Spatial Awareness vs. People Watching

Lady on bench in Autumn

The best people in life are nosey. People watching is a common hobby, shared by everyone from the resolute novel writer in the coffee shop to the bleary-eyed commuter on the tube. And with the meteoric popularity of movements like Humans Of New York or the Metro’s ‘60 Seconds With X’ series; hearing peoples’ stories clearly still fascinates us. What is that lady thinking? Where did she get that obscure hat? Why is that man frowning like that? Are those two people a couple or just friends? What does that person dream of at night?

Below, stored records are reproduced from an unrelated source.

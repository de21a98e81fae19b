use serde::Deserialize;
use tokenguard_core::{Error, InterfaceSignature, Result};

#[derive(Debug, Deserialize)]
struct AbiEntry {
    #[serde(rename = "type", default = "default_entry_type")]
    kind: String,
    name: Option<String>,
    #[serde(default)]
    inputs: Vec<AbiParam>,
}

#[derive(Debug, Deserialize)]
struct AbiParam {
    #[serde(rename = "type")]
    kind: String,
    #[serde(default)]
    components: Vec<AbiParam>,
}

// No ABI JSON do Solidity, entradas sem "type" são funções
fn default_entry_type() -> String {
    "function".to_string()
}

impl AbiParam {
    /// Tipo canônico, expandindo `tuple` nos seus componentes
    fn canonical_type(&self) -> String {
        match self.kind.strip_prefix("tuple") {
            Some(suffix) => {
                let members: Vec<String> = self.components.iter().map(|c| c.canonical_type()).collect();
                format!("({}){}", members.join(","), suffix)
            }
            None => self.kind.clone(),
        }
    }
}

/// Extrai as assinaturas de função de um ABI JSON
pub fn signatures_from_abi(abi_json: &str) -> Result<Vec<InterfaceSignature>> {
    let entries: Vec<AbiEntry> = serde_json::from_str(abi_json)
        .map_err(|e| Error::DecodeError(format!("ABI inválido: {}", e)))?;

    let mut signatures = Vec::new();
    for entry in entries.iter().filter(|e| e.kind == "function") {
        let name = entry
            .name
            .as_deref()
            .ok_or_else(|| Error::DecodeError("função sem nome no ABI".to_string()))?;
        let types: Vec<String> = entry.inputs.iter().map(|p| p.canonical_type()).collect();
        let signature = InterfaceSignature::from_parts(name, &types)
            .map_err(|e| Error::DecodeError(format!("assinatura inválida no ABI: {}", e)))?;
        signatures.push(signature);
    }

    Ok(signatures)
}
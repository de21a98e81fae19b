//! Investiga um endereço usando a API pública do explorer.
//!
//! Uso: `ETHERSCAN_API_KEY=... cargo run -p tokenguard-sdk --example investigate_address -- <endereço> [url]`

use anyhow::Context;
use rust_decimal::Decimal;
use tokenguard_core::Address;
use tokenguard_sdk::{ExplorerConfig, InvestigationRequest, Investigator, InvestigatorConfig};

/// Código de saída quando o explorer não pôde ser consultado
const GATEWAY_FAILURE_EXIT: i32 = 2;

#[tokio::main]
async fn main() -> anyhow::Result<()> {
    tracing_subscriber::fmt()
        .with_env_filter(tracing_subscriber::EnvFilter::from_default_env())
        .init();

    let mut args = std::env::args().skip(1);
    let address: Address = args
        .next()
        .context("informe o endereço a investigar")?
        .parse()?;

    let explorer = ExplorerConfig {
        api_key: std::env::var("ETHERSCAN_API_KEY").ok(),
        ..Default::default()
    };

    let mut builder = InvestigatorConfig::builder();
    if let Ok(price) = std::env::var("ETH_PRICE_USD") {
        builder = builder
            .native_price(price.parse::<Decimal>().context("ETH_PRICE_USD inválido")?)
            .currency("USD");
    }
    let investigator = Investigator::with_explorer(explorer, builder.build()?)?;

    let mut request = InvestigationRequest::new(address);
    if let Some(url) = args.next() {
        request = request.with_url(url);
    }

    match investigator.investigate(&request).await {
        Ok(report) => {
            println!("{}", report);
            println!("{}", serde_json::to_string_pretty(&report)?);
        }
        Err(e) if e.is_gateway_failure() => {
            eprintln!("Não foi possível consultar o explorer: {}", e);
            eprintln!("Isso não significa que o endereço esteja limpo.");
            std::process::exit(GATEWAY_FAILURE_EXIT);
        }
        Err(e) => return Err(e.into()),
    }

    Ok(())
}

I consider such questions, like countless others, over a packed lunch in my local park. It is intriguing to think about another person’s thoughts, emotions and actions. We are insatiably curious about those around us, and public spaces make the perfect spots for a bit of people watching. But recently I’ve begun to think about my local park a bit differently. As more than just the backdrop to London’s assorted players.

Primrose Hill

A good friend of mine recently qualified as a personal trainer and needed experience, so I grudgingly agreed to be one of her first clients. Whilst me gurning and sweating it out in the local park is hardly newsworthy (though each to their own), to distract myself from planking and lunging as part of our weekly sessions, I started to really notice my surroundings.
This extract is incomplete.